=== EXTRACTED INFORMATION ===

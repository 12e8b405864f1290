use serde::{Deserialize, Serialize};

use crate::{MlErr, Result};

/// The specification for the `ActFn` enum.
#[derive(Debug, Clone, Copy, PartialEq, Serialize, Deserialize)]
#[serde(rename_all = "snake_case")]
pub enum ActFnSpec {
    LeakyRelu { slope: f32 },
}

/// The specification for the `Layer` enum.
#[derive(Debug, Clone, Copy, PartialEq, Serialize, Deserialize)]
#[serde(rename_all = "snake_case")]
pub enum LayerSpec {
    Dense {
        dim: (usize, usize),
        act_fn: Option<ActFnSpec>,
    },
    Dropout {
        rate: f32,
    },
}

impl LayerSpec {
    /// Returns the amount of trainable parameters of a layer built from this spec.
    pub fn size(&self) -> usize {
        match *self {
            LayerSpec::Dense { dim: (n, m), .. } => (n + 1) * m,
            LayerSpec::Dropout { .. } => 0,
        }
    }
}

/// The specification for the `Model` trait, the part of a checkpoint that describes its layout.
#[derive(Debug, Clone, PartialEq, Serialize, Deserialize)]
#[serde(rename_all = "snake_case")]
pub enum ModelSpec {
    Sequential { layers: Vec<LayerSpec> },
}

impl ModelSpec {
    /// Creates the spec of a feed-forward regression network.
    ///
    /// # Arguments
    /// * `input` - The width of the input rows.
    /// * `hidden` - The width of each hidden layer.
    /// * `output` - The width of the output rows.
    /// * `act_fn` - The activation used after each hidden layer.
    /// * `dropout` - The dropout rate after each hidden layer, `0` disables dropout.
    ///
    /// # Returns
    /// A new `ModelSpec` whose last layer is linear.
    pub fn feed_forward(
        input: usize,
        hidden: &[usize],
        output: usize,
        act_fn: ActFnSpec,
        dropout: f32,
    ) -> Self {
        let mut layers = Vec::with_capacity(hidden.len() * 2 + 1);
        let mut prev = input;

        for &width in hidden {
            layers.push(LayerSpec::Dense {
                dim: (prev, width),
                act_fn: Some(act_fn),
            });

            if dropout > 0. {
                layers.push(LayerSpec::Dropout { rate: dropout });
            }

            prev = width;
        }

        layers.push(LayerSpec::Dense {
            dim: (prev, output),
            act_fn: None,
        });

        ModelSpec::Sequential { layers }
    }

    pub fn layers(&self) -> &[LayerSpec] {
        match self {
            ModelSpec::Sequential { layers } => layers,
        }
    }

    /// Returns the amount of trainable parameters of a model built from this spec.
    pub fn size(&self) -> usize {
        self.layers().iter().map(LayerSpec::size).sum()
    }

    /// Returns the expected width of the model's input rows.
    pub fn input_size(&self) -> usize {
        self.dense_dims().next().map(|(n, _)| n).unwrap_or_default()
    }

    /// Returns the width of the model's output rows.
    pub fn output_size(&self) -> usize {
        self.dense_dims().last().map(|(_, m)| m).unwrap_or_default()
    }

    /// Checks that the layers can be chained together.
    ///
    /// # Returns
    /// An `InvalidLayout` error describing the first inconsistency found.
    pub fn validate(&self) -> Result<()> {
        let mut prev_m = None;

        for (i, layer) in self.layers().iter().enumerate() {
            match *layer {
                LayerSpec::Dense { dim: (n, m), .. } => {
                    if n == 0 || m == 0 {
                        return Err(MlErr::InvalidLayout(format!(
                            "layer {i}: dense dimensions must be non zero, got ({n}, {m})"
                        )));
                    }

                    match prev_m {
                        Some(prev_m) if prev_m != n => {
                            return Err(MlErr::InvalidLayout(format!(
                                "layer {i}: input size ({n}) does not match previous layer output size ({prev_m})"
                            )));
                        }
                        _ => {}
                    }

                    prev_m = Some(m);
                }
                LayerSpec::Dropout { rate } => {
                    if !(0. ..1.).contains(&rate) {
                        return Err(MlErr::InvalidLayout(format!(
                            "layer {i}: dropout rate must be in [0, 1), got {rate}"
                        )));
                    }
                }
            }
        }

        if prev_m.is_none() {
            return Err(MlErr::InvalidLayout(
                "model must have at least one dense layer".into(),
            ));
        }

        Ok(())
    }

    fn dense_dims(&self) -> impl Iterator<Item = (usize, usize)> + '_ {
        self.layers().iter().filter_map(|layer| match *layer {
            LayerSpec::Dense { dim, .. } => Some(dim),
            LayerSpec::Dropout { .. } => None,
        })
    }
}
pub mod arch;
pub mod checkpoint;
pub mod dataset;
pub mod error;
pub mod initialization;
pub mod normalization;
pub mod optimization;
pub mod predictor;
pub mod training;

pub use checkpoint::{Checkpoint, Provenance};
pub use dataset::{SampleShape, TrainingSample, TrainingSet};
pub use error::{MlErr, Result};
pub use normalization::{Normalizer, NormalizerKind, Normalizers};
pub use predictor::Predictor;
use std::{error::Error, fmt, io};

use crate::Kind;

/// The result type used across the codec crate.
pub type Result<T> = std::result::Result<T, CodecErr>;

/// Failures while writing or reading frames.
#[derive(Debug)]
pub enum CodecErr {
    Io(io::Error),
    Json(serde_json::Error),
    Truncated,
    UnknownKind(u32),
    UnexpectedKind { got: Kind, expected: Kind },
    Misaligned { len: usize },
}

impl fmt::Display for CodecErr {
    fn fmt(&self, f: &mut fmt::Formatter<'_>) -> fmt::Result {
        match self {
            CodecErr::Io(e) => write!(f, "io error: {e}"),
            CodecErr::Json(e) => write!(f, "invalid json frame: {e}"),
            CodecErr::Truncated => write!(f, "the stream ended in the middle of a frame"),
            CodecErr::UnknownKind(kind) => write!(f, "received an invalid kind header {kind}"),
            CodecErr::UnexpectedKind { got, expected } => {
                write!(f, "expected a {expected} frame, got a {got} frame")
            }
            CodecErr::Misaligned { len } => {
                write!(f, "a float frame of {len} bytes is not a multiple of 4")
            }
        }
    }
}

impl Error for CodecErr {
    fn source(&self) -> Option<&(dyn Error + 'static)> {
        match self {
            CodecErr::Io(e) => Some(e),
            CodecErr::Json(e) => Some(e),
            _ => None,
        }
    }
}

impl From<io::Error> for CodecErr {
    fn from(value: io::Error) -> Self {
        match value.kind() {
            io::ErrorKind::UnexpectedEof => Self::Truncated,
            _ => Self::Io(value),
        }
    }
}

impl From<serde_json::Error> for CodecErr {
    fn from(value: serde_json::Error) -> Self {
        Self::Json(value)
    }
}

===

◆ WHAT TO DO
Set all of the records down again, exactly as they stand.

◆ ANSWER TO THE EXERCISE
repository 12e8b405864f1290
use serde::{Deserialize, Serialize};

use crate::{MlErr, Result};

/// The specification for the `ActFn` enum.
#[derive(Debug, Clone, Copy, PartialEq, Serialize, Deserialize)]
#[serde(rename_all = "snake_case")]
pub enum ActFnSpec {
    LeakyRelu { slope: f32 },
}

/// The specification for the `Layer` enum.
#[derive(Debug, Clone, Copy, PartialEq, Serialize, Deserialize)]
#[serde(rename_all = "snake_case")]
pub enum LayerSpec {
    Dense {
        dim: (usize, usize),
        act_fn: Option<ActFnSpec>,
    },
    Dropout {
        rate: f32,
    },
}

impl LayerSpec {
    /// Returns the amount of trainable parameters of a layer built from this spec.
    pub fn size(&self) -> usize {
        match *self {
            LayerSpec::Dense { dim: (n, m), .. } => (n + 1) * m,
            LayerSpec::Dropout { .. } => 0,
        }
    }
}

/// The specification for the `Model` trait, the part of a checkpoint that describes its layout.
#[derive(Debug, Clone, PartialEq, Serialize, Deserialize)]
#[serde(rename_all = "snake_case")]
pub enum ModelSpec {
    Sequential { layers: Vec<LayerSpec> },
}

impl ModelSpec {
    /// Creates the spec of a feed-forward regression network.
    ///
    /// # Arguments
    /// * `input` - The width of the input rows.
    /// * `hidden` - The width of each hidden layer.
    /// * `output` - The width of the output rows.
    /// * `act_fn` - The activation used after each hidden layer.
    /// * `dropout` - The dropout rate after each hidden layer, `0` disables dropout.
    ///
    /// # Returns
    /// A new `ModelSpec` whose last layer is linear.
    pub fn feed_forward(
        input: usize,
        hidden: &[usize],
        output: usize,
        act_fn: ActFnSpec,
        dropout: f32,
    ) -> Self {
        let mut layers = Vec::with_capacity(hidden.len() * 2 + 1);
        let mut prev = input;

        for &width in hidden {
            layers.push(LayerSpec::Dense {
                dim: (prev, width),
                act_fn: Some(act_fn),
            });

            if dropout > 0. {
                layers.push(LayerSpec::Dropout { rate: dropout });
            }

            prev = width;
        }

        layers.push(LayerSpec::Dense {
            dim: (prev, output),
            act_fn: None,
        });

        ModelSpec::Sequential { layers }
    }

    pub fn layers(&self) -> &[LayerSpec] {
        match self {
            ModelSpec::Sequential { layers } => layers,
        }
    }

    /// Returns the amount of trainable parameters of a model built from this spec.
    pub fn size(&self) -> usize {
        self.layers().iter().map(LayerSpec::size).sum()
    }

    /// Returns the expected width of the model's input rows.
    pub fn input_size(&self) -> usize {
        self.dense_dims().next().map(|(n, _)| n).unwrap_or_default()
    }

    /// Returns the width of the model's output rows.
    pub fn output_size(&self) -> usize {
        self.dense_dims().last().map(|(_, m)| m).unwrap_or_default()
    }

    /// Checks that the layers can be chained together.
    ///
    /// # Returns
    /// An `InvalidLayout` error describing the first inconsistency found.
    pub fn validate(&self) -> Result<()> {
        let mut prev_m = None;

        for (i, layer) in self.layers().iter().enumerate() {
            match *layer {
                LayerSpec::Dense { dim: (n, m), .. } => {
                    if n == 0 || m == 0 {
                        return Err(MlErr::InvalidLayout(format!(
                            "layer {i}: dense dimensions must be non zero, got ({n}, {m})"
                        )));
                    }

                    match prev_m {
                        Some(prev_m) if prev_m != n => {
                            return Err(MlErr::InvalidLayout(format!(
                                "layer {i}: input size ({n}) does not match previous layer output size ({prev_m})"
                            )));
                        }
                        _ => {}
                    }

                    prev_m = Some(m);
                }
                LayerSpec::Dropout { rate } => {
                    if !(0. ..1.).contains(&rate) {
                        return Err(MlErr::InvalidLayout(format!(
                            "layer {i}: dropout rate must be in [0, 1), got {rate}"
                        )));
                    }
                }
            }
        }

        if prev_m.is_none() {
            return Err(MlErr::InvalidLayout(
                "model must have at least one dense layer".into(),
            ));
        }

        Ok(())
    }

    fn dense_dims(&self) -> impl Iterator<Item = (usize, usize)> + '_ {
        self.layers().iter().filter_map(|layer| match *layer {
            LayerSpec::Dense { dim, .. } => Some(dim),
            LayerSpec::Dropout { .. } => None,
        })
    }
}
pub mod arch;
pub mod checkpoint;
pub mod dataset;
pub mod error;
pub mod initialization;
pub mod normalization;
pub mod optimization;
pub mod predictor;
pub mod training;

pub use checkpoint::{Checkpoint, Provenance};
pub use dataset::{SampleShape, TrainingSample, TrainingSet};
pub use error::{MlErr, Result};
pub use normalization::{Normalizer, NormalizerKind, Normalizers};
pub use predictor::Predictor;
use std::{error::Error, fmt, io};

use crate::Kind;

/// The result type used across the codec crate.
pub type Result<T> = std::result::Result<T, CodecErr>;

/// Failures while writing or reading frames.
#[derive(Debug)]
pub enum CodecErr {
    Io(io::Error),
    Json(serde_json::Error),
    Truncated,
    UnknownKind(u32),
    UnexpectedKind { got: Kind, expected: Kind },
    Misaligned { len: usize },
}

impl fmt::Display for CodecErr {
    fn fmt(&self, f: &mut fmt::Formatter<'_>) -> fmt::Result {
        match self {
            CodecErr::Io(e) => write!(f, "io error: {e}"),
            CodecErr::Json(e) => write!(f, "invalid json frame: {e}"),
            CodecErr::Truncated => write!(f, "the stream ended in the middle of a frame"),
            CodecErr::UnknownKind(kind) => write!(f, "received an invalid kind header {kind}"),
            CodecErr::UnexpectedKind { got, expected } => {
                write!(f, "expected a {expected} frame, got a {got} frame")
            }
            CodecErr::Misaligned { len } => {
                write!(f, "a float frame of {len} bytes is not a multiple of 4")
            }
        }
    }
}

impl Error for CodecErr {
    fn source(&self) -> Option<&(dyn Error + 'static)> {
        match self {
            CodecErr::Io(e) => Some(e),
            CodecErr::Json(e) => Some(e),
            _ => None,
        }
    }
}

impl From<io::Error> for CodecErr {
    fn from(value: io::Error) -> Self {
        match value.kind() {
            io::ErrorKind::UnexpectedEof => Self::Truncated,
            _ => Self::Io(value),
        }
    }
}

impl From<serde_json::Error> for CodecErr {
    fn from(value: serde_json::Error) -> Self {
        Self::Json(value)
    }
}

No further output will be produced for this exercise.